Local papers, radio and television channels carried Netanyahu’s threat to dissolve the government — the most rightwing in the country’s history — if the Public Broadcasting Corporation (PBC) isn’t dissolved before its scheduled start date on April 30.
Netanyahu, whose Likud party is part of a slim parliamentary majority, has long been opposed to the new service but he appeared last week to reach an agreement with Finance Minister Moshe Kahlon, before rowing back.
“You cannot have a situation in which Likud respects all coalition agreements while small parties don’t keep their commitments on important points,” Netanyahu said in remarks broadcast Sunday by public radio.

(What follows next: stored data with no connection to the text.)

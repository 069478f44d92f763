//! Small helpers shared by the driver and the classifiers

pub use self::metrics::*;
pub use self::sampling::*;

/// Evaluation helpers
pub mod metrics {
    use crate::core::{ClassifierError, Result};
    use ndarray::ArrayView1;
    use std::collections::BTreeMap;

    /// Percentage of positions where `predicted` equals `actual`
    pub fn accuracy_percent(predicted: ArrayView1<usize>, actual: ArrayView1<usize>) -> Result<f64> {
        if predicted.len() != actual.len() {
            return Err(ClassifierError::DimensionMismatch {
                expected: actual.len(),
                actual: predicted.len(),
            });
        }
        if actual.is_empty() {
            return Err(ClassifierError::EmptyDataset);
        }

        let correct = predicted
            .iter()
            .zip(actual.iter())
            .filter(|(p, a)| p == a)
            .count();
        Ok(100.0 * correct as f64 / actual.len() as f64)
    }

    /// Number of samples per label
    pub fn class_counts(labels: ArrayView1<usize>) -> BTreeMap<usize, usize> {
        let mut counts = BTreeMap::new();
        for &label in labels {
            *counts.entry(label).or_insert(0) += 1;
        }
        counts
    }
}

/// Deterministic row sub-sampling
pub mod sampling {
    /// Up to `limit` indices spread evenly over `0..n`, in ascending order
    ///
    /// Data grouped by class keeps every class represented as long as each
    /// class has at least `n / limit` rows.
    pub fn strided_indices(n: usize, limit: usize) -> Vec<usize> {
        if limit >= n {
            return (0..n).collect();
        }
        (0..limit).map(|k| k * n / limit).collect()
    }
}

/// Memory sizing for the SVM kernel cache
pub mod memory {
    /// Bytes the cache would need to hold the full triangular kernel matrix
    pub fn estimate_kernel_cache_memory(n_samples: usize) -> usize {
        let max_entries = n_samples.saturating_mul(n_samples + 1) / 2;
        max_entries.saturating_mul(48)
    }

    /// Cache size for `n_samples` rows given `available_memory_mb`
    ///
    /// Uses at most half of the available memory.
    pub fn recommend_cache_size(n_samples: usize, available_memory_mb: usize) -> usize {
        let available_bytes = available_memory_mb.saturating_mul(1024 * 1024);
        estimate_kernel_cache_memory(n_samples).min(available_bytes / 2)
    }
}
//! Gradient-based minimization of [`Objective`](crate::core::Objective)s
//!
//! Objectives bind their own data and expose `(loss, gradient)` at a flat
//! parameter vector; the minimizers here never see anything else.

pub mod conjugate_gradient;
pub mod line_search;

pub use self::conjugate_gradient::*;
pub use self::line_search::*;

use ndarray::Array1;
use std::time::Duration;

/// Why a minimization stopped
#[derive(Debug, Clone, Copy, PartialEq, Eq)]
pub enum ConvergenceStatus {
    /// Gradient infinity norm fell below the tolerance
    Converged,
    /// Iteration cap reached
    MaxIterations,
    /// The line search found no acceptable step
    Stalled,
}

/// Outcome of a minimization
#[derive(Debug, Clone)]
pub struct MinimizeResult {
    pub solution: Array1<f64>,
    pub objective_value: f64,
    pub iterations: usize,
    pub status: ConvergenceStatus,
    /// Infinity norm of the gradient at `solution`
    pub gradient_norm: f64,
    pub elapsed: Duration,
}

impl MinimizeResult {
    pub fn converged(&self) -> bool {
        self.status == ConvergenceStatus::Converged
    }
}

Some media suggested Netanyahu had deliberately triggered the cabinet crisis as a way to deflect attention from a long-running investigation into alleged corruption that has seen him questioned several times by police in recent weeks.
Kahlon heads the Kulanu party which, with 10 seats in parliament, is a crucial part of Netanyahu’s government.
He is known as being committed to reforming Israel’s public broadcasting and is reported to have held talks with opposition leader Isaac Herzog of Labour on Saturday evening as the row dragged on.
Several ministers and Likud MPs are known to be against a snap election, and it is thought unlikely that rightwing and ultra-Orthodox parties would countenance joining a more centrist government.
The PBC is officially meant to revigorate Israel public broadcasting in an age when private channels have an increasing share of viewers.
It is set to begin broadcasting on April 30 and a team of some 400 staff have already started work.
But it is expected to lead to some layoffs in Israel’s existing public broadcasting service, something Netanyahu has used to attack the PBC.
Allies of Netanyahu, who gave himself veto power over media issues when forming his cabinet in 2015, have suggested the new institution would cede too much control from government.
Culture Minister Miri Regev last year said it would be “inconceivable to establish a company that we wouldn’t control. What’s in it for us?”